La obra pública congelada
Desde una perspectiva más amplia, todo este impacto negativo surge de la falta de infraestructura necesaria en Argentina para exportar gas en mayores cantidades, incluyendo a países limítrofes.
"Probablemente, este perjuicio se podría haber evitado si la Argentina, durante 2025, hubiera encarado la conclusión de las obras de reversión del Gasoducto Norte (a Bolivia), que justamente se habían vuelto a lanzar con el gobierno de Milei en noviembre del 2024, pero en las que durante el año pasado se avanzó muy poco", señaló un economista experto en energía, que prefirió hablar en off.
Con esa obra se hubieran agregado entre 11 y 14 millones de metros cúbicos diarios de exportación al gasoducto, aproximadamente un 10% de lo que el país produce por día en materia energética. Dado que el costo de la obra sería de unos 750 millones de dólares, hubiera permitido evitar buena parte el gasto por la importación en invierno este año, agregó el mismo economista.
MÁS INFO
Algo similar ocurre con la falta de finalización del tramo dos del Gasoducto Perito Moreno (ex Gasoducto Néstor Kirchner) hasta San Jerónimo, Santa Fe, recuerda Taiariol, que permitiría abastecer con más volumen a la región pampeana y el norte del país, sustituyendo parte de la necesidad de importación actual.
Al mismo tiempo, Argentina todavía no cuenta con la infraestructura para exportar gas vía ultramar, un proyecto que se demoró luego de que la malaya Petronas finalmente resolviera no sumarse a la construcción de una planta de GNL en la costa atlántica impulsada por YPF, poco después de que el Gobierno resolviera mover la iniciativa de la provincia de Buenos Aires a Río Negro.
Ahora, de todos modos, la guerra podría acelerar el proyecto Argentina LNG de YPF (que promueve la instalación de dos barcos de licuefacción de gas frente a la costa rionegrina), admitió el CEO y presidente de la petrolera de bandera, Horacio Marín.
Como sea, el perjuicio de la parálisis de obras públicas clave, parte de una política explícita del gobierno de Milei desde su inicio, es doble.
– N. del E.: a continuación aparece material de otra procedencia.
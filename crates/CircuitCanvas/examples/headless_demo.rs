use std::sync::Arc;

use circuit_canvas::math::Rect;
use circuit_canvas::model::{Mode, ModuleId, VisualFlags, Wire, WireId};
use circuit_canvas::render::{DrawCommand, RenderList};
use circuit_canvas::traits::{
    DisplaySink, Inspector, Module, ModuleFactory, ModuleVisual, SimulationGraph, WireFactory,
    WireVisual,
};
use circuit_canvas::{Canvas, CanvasConfig, ModifiersState, PointerButton, PointerEvent, StepDrive};
use glam::{UVec2, Vec2, Vec4};

struct Router {
    name: String,
}

impl Module for Router {
    fn name(&self) -> &str {
        &self.name
    }

    fn set_sequence_number(&mut self, sequence: u32) {
        self.name = format!("router-{sequence}");
    }
}

struct RouterVisual {
    position: Vec2,
}

impl ModuleVisual for RouterVisual {
    fn position(&self) -> Vec2 {
        self.position
    }

    fn set_position(&mut self, position: Vec2) {
        self.position = position;
    }

    fn contains(&self, point: Vec2) -> bool {
        Rect::new(self.position, Vec2::splat(48.0)).contains(point)
    }

    fn render(&self, flags: VisualFlags, out: &mut RenderList) {
        let color = if flags.is_empty() {
            Vec4::new(0.3, 0.3, 0.3, 1.0)
        } else {
            Vec4::new(0.9, 0.6, 0.1, 1.0)
        };
        out.push(DrawCommand::Rect {
            pos: self.position,
            size: Vec2::splat(48.0),
            color,
            stroke_width: 1.0,
            stroke_color: Some(Vec4::ONE),
        });
    }

    fn create_inspector(&self, module: &dyn Module) -> Box<dyn Inspector> {
        Box::new(PrintInspector(module.name().to_owned()))
    }
}

struct PrintInspector(String);

impl Inspector for PrintInspector {
    fn make_visible(&mut self) {
        println!("  [inspector] {} opened", self.0);
    }

    fn update_property_page_state(&mut self, mode: Mode) {
        println!("  [inspector] {} now in {:?}", self.0, mode);
    }
}

struct Cable;

impl WireVisual for Cable {
    fn contains(&self, route: &[Vec2], point: Vec2) -> bool {
        route.iter().any(|p| p.distance(point) < 4.0)
    }

    fn render(&self, route: &[Vec2], out: &mut RenderList) {
        out.push(DrawCommand::Polyline {
            points: route.to_vec(),
            color: Vec4::new(0.1, 0.4, 0.9, 1.0),
            width: 2.0,
        });
    }

    fn render_preview(&self, route: &[Vec2], cursor: Vec2, out: &mut RenderList) {
        if let Some(last) = route.last() {
            out.push(DrawCommand::Line {
                start: *last,
                end: cursor,
                color: Vec4::new(0.1, 0.4, 0.9, 0.5),
                width: 1.0,
            });
        }
    }

    fn create_inspector(&self, _wire: &Wire) -> Box<dyn Inspector> {
        Box::new(PrintInspector("cable".into()))
    }
}

struct Cables;

impl WireFactory for Cables {
    fn create_wire_visual(&self) -> Box<dyn WireVisual> {
        Box::new(Cable)
    }
}

struct Routers;

impl ModuleFactory for Routers {
    fn name(&self) -> &str {
        "router"
    }

    fn instantiate(&self) -> anyhow::Result<(Box<dyn Module>, Box<dyn ModuleVisual>)> {
        Ok((
            Box::new(Router {
                name: "router".into(),
            }),
            Box::new(RouterVisual {
                position: Vec2::ZERO,
            }),
        ))
    }
}

#[derive(Default)]
struct Network {
    modules: usize,
    wires: usize,
}

impl SimulationGraph for Network {
    fn add_module(&mut self, _id: ModuleId, module: &dyn Module) {
        self.modules += 1;
        println!("  [graph] added {}", module.name());
    }

    fn add_wire(&mut self, _id: WireId, wire: &Wire) {
        self.wires += 1;
        println!("  [graph] wired {} ports", wire.ports.len());
    }

    fn init_simulation(&mut self) {
        println!(
            "  [graph] init with {} modules and {} wires",
            self.modules, self.wires
        );
    }

    fn end_simulation(&mut self) {
        println!("  [graph] end");
    }

    fn step_simulation(&mut self, time: u64) {
        println!("  [graph] step t={time}");
    }
}

struct Console;

impl DisplaySink for Console {
    fn show_elapsed_time(&self, time: u64) {
        println!("  [display] elapsed {time}");
    }

    fn canvas_resized(&self, size: UVec2) {
        println!("  [display] resized to {size}");
    }
}

fn click(position: Vec2, shift: bool, time_ms: u64) -> PointerEvent {
    PointerEvent::Clicked {
        position,
        button: PointerButton::Primary,
        modifiers: ModifiersState {
            shift,
            ..Default::default()
        },
        time_ms,
    }
}

fn main() -> anyhow::Result<()> {
    tracing_subscriber::fmt::init();
    println!("=== CircuitCanvas Headless Demo ===");

    let config = CanvasConfig {
        drive: StepDrive::Host,
        ..CanvasConfig::default()
    };
    let mut canvas = Canvas::builder("demo")
        .with_config(config)
        .with_size(UVec2::new(1280, 720))
        .with_graph(Network::default())
        .with_wire_factory(Cables)
        .with_display(Arc::new(Console))
        .build()?;

    println!("\n>> Placing two routers...");
    canvas.select_module(Routers)?;
    canvas.handle_pointer(click(Vec2::new(100.0, 100.0), true, 0));
    canvas.handle_pointer(click(Vec2::new(400.0, 200.0), true, 1_000));

    println!("\n>> Wiring them through a bend...");
    canvas.handle_pointer(click(Vec2::new(110.0, 110.0), false, 2_000));
    canvas.handle_pointer(click(Vec2::new(250.0, 110.0), false, 3_000));
    canvas.handle_pointer(click(Vec2::new(410.0, 210.0), false, 4_000));

    canvas.render();
    if let Some(frame) = canvas.frame_snapshot() {
        println!("  Frame {} with {} commands", frame.size, frame.commands.len());
    }

    println!("\n>> Simulating...");
    canvas.start_simulation()?;
    for _ in 0..6 {
        canvas.tick();
    }
    canvas.pause_simulation()?;
    canvas.resume_simulation()?;
    canvas.tick();
    canvas.stop_simulation()?;

    println!("\nDemo Complete.");
    Ok(())
}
El país no solo pierde la oportunidad de obtener dólares, sino que, precisó Taiariol, debe pagar el gas importado unos 26,9 dólares por MMBtu, contra solo 3,55 dólares por MMBtu que cuesta el gas a nivel local, unas siete veces y media más.
"La evidencia presentada sugiere que el país enfrenta una disyuntiva clara. Por un lado, continuar importando GNL a precios internacionales volátiles, con un sobrecosto geopolítico estimado en 1.200 millones de dólares. Por el otro, avanzar en la infraestructura pendiente, cuya inversión se amortiza en menos de dos años y que, además, liberaría gas local para exportar", resumió Taiariol.